Please restate exactly what appears in the records below from the first line to the line where "Licensed under the" is, that line included.

(Dataset extract)

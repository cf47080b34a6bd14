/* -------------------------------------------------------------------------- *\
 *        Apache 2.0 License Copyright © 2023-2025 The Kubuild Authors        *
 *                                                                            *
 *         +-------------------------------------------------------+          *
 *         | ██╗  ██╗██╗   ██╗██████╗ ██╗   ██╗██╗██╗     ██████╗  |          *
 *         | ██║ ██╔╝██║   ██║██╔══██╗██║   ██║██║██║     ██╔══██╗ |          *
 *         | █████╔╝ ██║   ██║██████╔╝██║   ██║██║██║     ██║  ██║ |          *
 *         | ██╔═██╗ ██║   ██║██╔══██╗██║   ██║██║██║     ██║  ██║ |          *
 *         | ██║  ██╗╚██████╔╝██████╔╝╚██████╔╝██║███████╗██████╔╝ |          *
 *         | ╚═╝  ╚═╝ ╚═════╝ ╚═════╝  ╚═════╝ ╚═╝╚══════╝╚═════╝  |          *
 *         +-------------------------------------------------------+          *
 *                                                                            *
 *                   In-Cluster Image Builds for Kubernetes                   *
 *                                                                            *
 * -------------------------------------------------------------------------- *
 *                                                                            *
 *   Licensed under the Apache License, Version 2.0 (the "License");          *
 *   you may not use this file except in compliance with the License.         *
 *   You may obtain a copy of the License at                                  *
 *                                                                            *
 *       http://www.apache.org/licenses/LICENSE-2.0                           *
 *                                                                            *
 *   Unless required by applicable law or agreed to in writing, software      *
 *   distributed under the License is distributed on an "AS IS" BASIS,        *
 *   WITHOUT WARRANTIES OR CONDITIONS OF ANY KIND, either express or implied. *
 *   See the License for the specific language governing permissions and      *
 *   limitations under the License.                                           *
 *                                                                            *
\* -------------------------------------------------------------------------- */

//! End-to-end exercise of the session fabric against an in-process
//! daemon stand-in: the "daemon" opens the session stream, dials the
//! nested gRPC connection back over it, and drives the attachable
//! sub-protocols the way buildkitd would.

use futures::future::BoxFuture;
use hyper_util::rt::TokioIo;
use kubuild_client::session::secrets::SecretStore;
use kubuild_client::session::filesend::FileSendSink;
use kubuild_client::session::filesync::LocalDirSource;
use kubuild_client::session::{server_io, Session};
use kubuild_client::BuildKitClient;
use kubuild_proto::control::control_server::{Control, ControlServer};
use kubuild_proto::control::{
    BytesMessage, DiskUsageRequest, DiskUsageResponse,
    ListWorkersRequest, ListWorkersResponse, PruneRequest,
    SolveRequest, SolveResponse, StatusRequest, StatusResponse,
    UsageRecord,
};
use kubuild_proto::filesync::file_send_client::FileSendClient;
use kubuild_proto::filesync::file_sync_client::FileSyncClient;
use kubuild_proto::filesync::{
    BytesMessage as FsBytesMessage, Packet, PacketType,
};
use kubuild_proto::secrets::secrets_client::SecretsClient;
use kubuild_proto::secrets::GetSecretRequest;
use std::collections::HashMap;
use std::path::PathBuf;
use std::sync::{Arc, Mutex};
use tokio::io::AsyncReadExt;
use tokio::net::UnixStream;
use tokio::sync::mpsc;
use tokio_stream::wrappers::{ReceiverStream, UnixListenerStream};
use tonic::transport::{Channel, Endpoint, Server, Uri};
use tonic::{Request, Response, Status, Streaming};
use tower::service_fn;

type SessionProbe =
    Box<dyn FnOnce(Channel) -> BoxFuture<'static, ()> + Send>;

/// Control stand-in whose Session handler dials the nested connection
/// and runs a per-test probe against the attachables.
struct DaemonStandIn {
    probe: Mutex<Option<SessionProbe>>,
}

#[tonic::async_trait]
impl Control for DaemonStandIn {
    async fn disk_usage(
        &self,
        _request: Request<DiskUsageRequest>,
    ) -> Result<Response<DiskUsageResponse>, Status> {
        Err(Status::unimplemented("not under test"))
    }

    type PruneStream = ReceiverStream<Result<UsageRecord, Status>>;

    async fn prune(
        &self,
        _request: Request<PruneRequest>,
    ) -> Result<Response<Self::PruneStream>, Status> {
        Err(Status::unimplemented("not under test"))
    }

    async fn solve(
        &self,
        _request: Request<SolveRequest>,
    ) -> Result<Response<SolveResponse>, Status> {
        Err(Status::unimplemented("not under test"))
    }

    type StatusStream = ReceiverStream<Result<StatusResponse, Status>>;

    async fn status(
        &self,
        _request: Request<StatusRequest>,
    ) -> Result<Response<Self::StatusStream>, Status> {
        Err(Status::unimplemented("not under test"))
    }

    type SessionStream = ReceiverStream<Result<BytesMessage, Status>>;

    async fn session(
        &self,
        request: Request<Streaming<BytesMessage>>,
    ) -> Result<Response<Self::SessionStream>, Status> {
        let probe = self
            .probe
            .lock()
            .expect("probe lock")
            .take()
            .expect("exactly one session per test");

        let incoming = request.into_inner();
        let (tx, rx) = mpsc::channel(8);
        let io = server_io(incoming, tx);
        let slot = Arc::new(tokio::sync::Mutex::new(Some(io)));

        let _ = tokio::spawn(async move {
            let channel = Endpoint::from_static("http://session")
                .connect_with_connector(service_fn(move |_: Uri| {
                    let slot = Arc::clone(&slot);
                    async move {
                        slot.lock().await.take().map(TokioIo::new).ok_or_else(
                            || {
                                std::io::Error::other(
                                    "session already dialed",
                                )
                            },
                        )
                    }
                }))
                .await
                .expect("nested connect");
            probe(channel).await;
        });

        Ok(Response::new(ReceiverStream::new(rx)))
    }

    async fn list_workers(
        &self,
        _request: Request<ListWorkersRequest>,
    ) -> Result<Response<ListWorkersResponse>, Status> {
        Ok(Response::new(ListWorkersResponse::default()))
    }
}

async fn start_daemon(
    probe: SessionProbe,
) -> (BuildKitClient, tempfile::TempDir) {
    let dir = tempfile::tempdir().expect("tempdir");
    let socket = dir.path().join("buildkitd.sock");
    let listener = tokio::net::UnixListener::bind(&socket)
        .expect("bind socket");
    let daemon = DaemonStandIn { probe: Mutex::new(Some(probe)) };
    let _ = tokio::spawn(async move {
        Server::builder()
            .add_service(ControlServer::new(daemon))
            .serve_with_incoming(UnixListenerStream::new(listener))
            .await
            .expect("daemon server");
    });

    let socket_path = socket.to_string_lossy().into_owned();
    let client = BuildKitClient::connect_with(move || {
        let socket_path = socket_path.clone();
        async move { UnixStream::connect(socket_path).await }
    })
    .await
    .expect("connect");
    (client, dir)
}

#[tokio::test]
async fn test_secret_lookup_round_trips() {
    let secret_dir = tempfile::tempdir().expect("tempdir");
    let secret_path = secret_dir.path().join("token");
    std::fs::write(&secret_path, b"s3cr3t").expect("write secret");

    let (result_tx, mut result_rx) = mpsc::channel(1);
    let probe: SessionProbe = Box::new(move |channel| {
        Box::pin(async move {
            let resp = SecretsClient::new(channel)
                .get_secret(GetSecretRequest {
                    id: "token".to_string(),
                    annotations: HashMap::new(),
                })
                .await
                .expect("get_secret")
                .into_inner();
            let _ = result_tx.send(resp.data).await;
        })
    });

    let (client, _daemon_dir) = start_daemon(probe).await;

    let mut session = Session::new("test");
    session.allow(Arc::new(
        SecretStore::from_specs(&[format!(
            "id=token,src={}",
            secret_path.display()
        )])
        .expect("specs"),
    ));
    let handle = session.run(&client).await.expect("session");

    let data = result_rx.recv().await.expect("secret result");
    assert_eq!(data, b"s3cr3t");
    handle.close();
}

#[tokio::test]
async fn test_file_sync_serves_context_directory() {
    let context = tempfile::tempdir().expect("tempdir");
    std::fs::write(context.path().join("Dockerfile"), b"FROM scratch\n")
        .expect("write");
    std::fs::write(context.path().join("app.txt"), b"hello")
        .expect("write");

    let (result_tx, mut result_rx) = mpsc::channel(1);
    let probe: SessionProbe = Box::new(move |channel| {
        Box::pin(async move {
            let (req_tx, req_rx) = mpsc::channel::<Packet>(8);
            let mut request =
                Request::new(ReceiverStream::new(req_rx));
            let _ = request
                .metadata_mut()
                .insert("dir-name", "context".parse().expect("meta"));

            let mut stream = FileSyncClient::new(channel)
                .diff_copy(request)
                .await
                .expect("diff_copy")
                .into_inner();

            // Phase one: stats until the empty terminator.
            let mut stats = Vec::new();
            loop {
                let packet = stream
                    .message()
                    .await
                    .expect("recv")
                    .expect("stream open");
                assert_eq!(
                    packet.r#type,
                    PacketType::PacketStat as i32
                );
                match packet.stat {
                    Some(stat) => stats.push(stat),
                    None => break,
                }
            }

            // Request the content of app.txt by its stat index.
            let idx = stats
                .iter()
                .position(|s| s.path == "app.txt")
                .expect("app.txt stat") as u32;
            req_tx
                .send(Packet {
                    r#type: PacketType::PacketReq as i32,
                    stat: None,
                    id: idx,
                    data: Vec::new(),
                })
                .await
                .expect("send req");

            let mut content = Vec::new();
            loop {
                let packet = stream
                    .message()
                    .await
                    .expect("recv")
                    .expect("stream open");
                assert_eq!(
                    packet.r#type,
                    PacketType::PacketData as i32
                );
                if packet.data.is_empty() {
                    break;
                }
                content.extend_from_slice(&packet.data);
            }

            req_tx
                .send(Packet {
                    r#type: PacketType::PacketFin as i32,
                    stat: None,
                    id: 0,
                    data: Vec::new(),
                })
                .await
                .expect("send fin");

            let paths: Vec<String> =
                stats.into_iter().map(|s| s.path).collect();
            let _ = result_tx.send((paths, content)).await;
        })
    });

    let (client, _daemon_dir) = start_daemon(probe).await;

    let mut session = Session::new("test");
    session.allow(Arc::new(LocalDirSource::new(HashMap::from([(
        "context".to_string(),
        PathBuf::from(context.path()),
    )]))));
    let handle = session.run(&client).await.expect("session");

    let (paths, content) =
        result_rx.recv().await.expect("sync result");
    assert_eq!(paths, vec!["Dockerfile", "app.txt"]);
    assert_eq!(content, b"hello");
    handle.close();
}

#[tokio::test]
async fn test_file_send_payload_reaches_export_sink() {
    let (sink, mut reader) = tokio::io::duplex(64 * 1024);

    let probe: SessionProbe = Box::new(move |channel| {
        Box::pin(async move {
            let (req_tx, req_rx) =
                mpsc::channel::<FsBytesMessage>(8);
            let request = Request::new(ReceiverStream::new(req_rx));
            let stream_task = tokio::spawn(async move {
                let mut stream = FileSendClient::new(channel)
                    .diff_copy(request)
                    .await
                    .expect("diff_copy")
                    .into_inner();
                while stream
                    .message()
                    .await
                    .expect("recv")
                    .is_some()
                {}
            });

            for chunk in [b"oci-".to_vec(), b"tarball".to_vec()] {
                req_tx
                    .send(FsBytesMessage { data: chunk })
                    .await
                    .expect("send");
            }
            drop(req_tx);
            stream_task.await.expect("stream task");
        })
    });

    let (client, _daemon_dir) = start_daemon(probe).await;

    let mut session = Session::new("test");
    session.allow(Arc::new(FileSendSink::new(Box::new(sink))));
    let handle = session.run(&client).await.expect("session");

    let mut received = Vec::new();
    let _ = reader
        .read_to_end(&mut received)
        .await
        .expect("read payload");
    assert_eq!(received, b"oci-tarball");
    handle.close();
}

(End Dataset extract)

→ **The answer**:
repository cf47080b34a6bd14
/* -------------------------------------------------------------------------- *\
 *        Apache 2.0 License Copyright © 2023-2025 The Kubuild Authors        *
 *                                                                            *
 *         +-------------------------------------------------------+          *
 *         | ██╗  ██╗██╗   ██╗██████╗ ██╗   ██╗██╗██╗     ██████╗  |          *
 *         | ██║ ██╔╝██║   ██║██╔══██╗██║   ██║██║██║     ██╔══██╗ |          *
 *         | █████╔╝ ██║   ██║██████╔╝██║   ██║██║██║     ██║  ██║ |          *
 *         | ██╔═██╗ ██║   ██║██╔══██╗██║   ██║██║██║     ██║  ██║ |          *
 *         | ██║  ██╗╚██████╔╝██████╔╝╚██████╔╝██║███████╗██████╔╝ |          *
 *         | ╚═╝  ╚═╝ ╚═════╝ ╚═════╝  ╚═════╝ ╚═╝╚══════╝╚═════╝  |          *
 *         +-------------------------------------------------------+          *
 *                                                                            *
 *                   In-Cluster Image Builds for Kubernetes                   *
 *                                                                            *
 * -------------------------------------------------------------------------- *
 *                                                                            *
 *   Licensed under the Apache License, Version 2.0 (the "License");          *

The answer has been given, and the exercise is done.